Defendant claimed its notice of appeal nonetheless “ ‘was timely by virtue of the automatic extension created by 11 [United States Code section] 108’ (section 108).”  (ECC Construction, Inc. v. Oak Park Calabasas Homeowners Assn., supra, 118 Cal.App.4th at p. 1037, 13 Cal.Rptr.3d 580.)   We rejected this claim as to sections 108(b) 1 and 108(c)(1).2  (ECC Construction, Inc., supra, at pp. 1037-1039, 13 Cal.Rptr.3d 580.)

We found merit to the claim as to section 108(c)(2), however.   We held “that section 108(c)(2) applies to provide a 30-day extension of the time in which a trial court may rule on a motion for new trial, if the automatic stay is in effect while the motion is pending.   Inasmuch as defendant obtained a ruling within the 30-day period and filed its notice of appeal within 30 days after notice of ruling, the notice of appeal was timely.”   (ECC Construction, Inc. v.
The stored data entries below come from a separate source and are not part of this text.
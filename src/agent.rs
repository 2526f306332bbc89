//! Agent 运行时
//!
//! Agent 把注册表、输出 schema、默认模型网关与默认运行参数打包在一起（配置一次，之后只读）；
//! run 对单条提示跑编排循环并返回强类型结果，run_sync 为阻塞版本。
//! RunOptions 可在单次运行中替换模型网关、超时、步数与取消令牌，而不影响注册表与 schema。

use std::marker::PhantomData;
use std::sync::Arc;
use std::time::Duration;

use serde::de::DeserializeOwned;
use tokio::sync::mpsc;
use tokio_util::sync::CancellationToken;
use tracing::Instrument;

use crate::core::{AgentBuilder, AgentError, RecoveryPolicy};
use crate::llm::ModelGateway;
use crate::memory::Message;
use crate::react::{run_loop, RunEvent, RunSession, RunSettings};
use crate::schema::{ObjectSchema, ValidatedValue};
use crate::tools::ToolRegistry;

/// 运行结果：成功值或唯一的错误
pub type RunResult<O> = Result<RunOutput<O>, AgentError>;

/// 成功运行的输出
#[derive(Debug, Clone)]
pub struct RunOutput<O> {
    /// 反序列化后的强类型最终答案
    pub output: O,
    /// 校验后的字段值
    pub value: ValidatedValue,
    /// 完整对话历史
    pub messages: Vec<Message>,
    /// 实际调用模型的次数
    pub steps: usize,
}

/// 单次运行的覆盖项；未设置的项使用 Agent 的默认值
#[derive(Clone, Default)]
pub struct RunOptions {
    max_steps: Option<usize>,
    model_timeout: Option<Duration>,
    tool_timeout: Option<Duration>,
    allow_model_requests: Option<bool>,
    recovery: Option<RecoveryPolicy>,
    model: Option<Arc<dyn ModelGateway>>,
    cancel_token: Option<CancellationToken>,
    event_tx: Option<mpsc::UnboundedSender<RunEvent>>,
}

impl RunOptions {
    pub fn new() -> Self {
        Self::default()
    }

    pub fn with_max_steps(mut self, max_steps: usize) -> Self {
        self.max_steps = Some(max_steps);
        self
    }

    pub fn with_model_timeout(mut self, timeout: Duration) -> Self {
        self.model_timeout = Some(timeout);
        self
    }

    pub fn with_tool_timeout(mut self, timeout: Duration) -> Self {
        self.tool_timeout = Some(timeout);
        self
    }

    /// 关闭后，真实网络后端会在发出任何请求前以 ModelUnavailable 失败
    pub fn allow_model_requests(mut self, allow: bool) -> Self {
        self.allow_model_requests = Some(allow);
        self
    }

    pub fn with_recovery(mut self, recovery: RecoveryPolicy) -> Self {
        self.recovery = Some(recovery);
        self
    }

    /// 本次运行替换模型网关（测试替身等）
    pub fn with_model(mut self, model: Arc<dyn ModelGateway>) -> Self {
        self.model = Some(model);
        self
    }

    pub fn with_cancel_token(mut self, token: CancellationToken) -> Self {
        self.cancel_token = Some(token);
        self
    }

    pub fn with_event_tx(mut self, tx: mpsc::UnboundedSender<RunEvent>) -> Self {
        self.event_tx = Some(tx);
        self
    }

    fn resolve(&self, defaults: RunSettings) -> RunSettings {
        RunSettings {
            max_steps: self.max_steps.unwrap_or(defaults.max_steps),
            model_timeout: self.model_timeout.unwrap_or(defaults.model_timeout),
            tool_timeout: self.tool_timeout.unwrap_or(defaults.tool_timeout),
            allow_model_requests: self
                .allow_model_requests
                .unwrap_or(defaults.allow_model_requests),
            recovery: self.recovery.unwrap_or(defaults.recovery),
        }
    }
}

/// 已配置的 Agent：D 为依赖类型，O 为最终答案类型
pub struct Agent<D, O> {
    name: String,
    tools: Arc<ToolRegistry<D>>,
    output_schema: Arc<ObjectSchema>,
    model: Arc<dyn ModelGateway>,
    system_prompt: Option<Arc<str>>,
    settings: RunSettings,
    _output: PhantomData<fn() -> O>,
}

impl<D, O> Clone for Agent<D, O> {
    fn clone(&self) -> Self {
        Self {
            name: self.name.clone(),
            tools: self.tools.clone(),
            output_schema: self.output_schema.clone(),
            model: self.model.clone(),
            system_prompt: self.system_prompt.clone(),
            settings: self.settings,
            _output: PhantomData,
        }
    }
}

impl<D: Send + Sync + 'static, O: DeserializeOwned> Agent<D, O> {
    pub fn builder(name: impl Into<String>) -> AgentBuilder<D, O> {
        AgentBuilder::new(name)
    }

    pub(crate) fn from_parts(
        name: String,
        tools: ToolRegistry<D>,
        output_schema: ObjectSchema,
        model: Arc<dyn ModelGateway>,
        system_prompt: Option<String>,
        settings: RunSettings,
    ) -> Self {
        Self {
            name,
            tools: Arc::new(tools),
            output_schema: Arc::new(output_schema),
            model,
            system_prompt: system_prompt.map(Arc::from),
            settings,
            _output: PhantomData,
        }
    }

    pub fn name(&self) -> &str {
        &self.name
    }

    pub fn tools(&self) -> &ToolRegistry<D> {
        &self.tools
    }

    pub fn output_schema(&self) -> &ObjectSchema {
        &self.output_schema
    }

    pub fn model(&self) -> &Arc<dyn ModelGateway> {
        &self.model
    }

    pub fn settings(&self) -> RunSettings {
        self.settings
    }

    /// 换一个默认模型网关；注册表与 schema 与原 Agent 共享
    pub fn with_model(&self, model: Arc<dyn ModelGateway>) -> Self {
        Self {
            model,
            ..self.clone()
        }
    }

    /// 异步运行（可通过 RunOptions::with_cancel_token 取消）
    pub async fn run(&self, prompt: &str, deps: &D, options: RunOptions) -> RunResult<O> {
        let model = options.model.clone().unwrap_or_else(|| self.model.clone());
        let session = RunSession {
            model: model.as_ref(),
            tools: &self.tools,
            output_schema: &self.output_schema,
            system_prompt: self.system_prompt.as_deref(),
            settings: options.resolve(self.settings),
            cancel_token: options.cancel_token.clone().unwrap_or_default(),
            event_tx: options.event_tx.as_ref(),
        };

        let span = tracing::info_span!("agent_run", agent = %self.name, gateway = model.name());
        let outcome = run_loop(&session, prompt, deps).instrument(span).await?;
        let output = outcome
            .value
            .deserialize::<O>()
            .map_err(AgentError::SchemaValidationError)?;

        Ok(RunOutput {
            output,
            value: outcome.value,
            messages: outcome.messages,
            steps: outcome.steps,
        })
    }

    /// 阻塞运行：内部创建单线程 runtime；在 tokio runtime 内调用时返回 Runtime 错误
    pub fn run_sync(&self, prompt: &str, deps: &D, options: RunOptions) -> RunResult<O> {
        if tokio::runtime::Handle::try_current().is_ok() {
            return Err(AgentError::Runtime(
                "run_sync called inside a tokio runtime; use run().await instead".to_string(),
            ));
        }
        let rt = tokio::runtime::Builder::new_current_thread()
            .enable_all()
            .build()
            .map_err(|e| AgentError::Runtime(e.to_string()))?;
        rt.block_on(self.run(prompt, deps, options))
    }
}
Oak Park Calabasas Homeowners Assn., supra, 118 Cal.App.4th at p. 1040, 13 Cal.Rptr.3d 580, fn. omitted.)

Specifically, section 108(c)(2) applied to the time available to the trial court to rule on the motions for new trial, giving it until the later of:  (1) 60 days after service of notice of entry of judgment (Code Civ. Proc., § 660), or (2) 30 days after notice of the lifting of the automatic stay (§ 108(c)(2)).   Sixty days after service of notice of entry of judgment was October 4, 2002, while 30 days after notice of the lifting of the automatic stay was October 30, 2002.   The trial court's ruling on the motions on October 18, 2002, within that 30-day period thus was timely.  (ECC Construction, Inc. v. Oak Park Calabasas Homeowners Assn., supra, 118 Cal.App.4th at p. 1039, 13 Cal.Rptr.3d 580.)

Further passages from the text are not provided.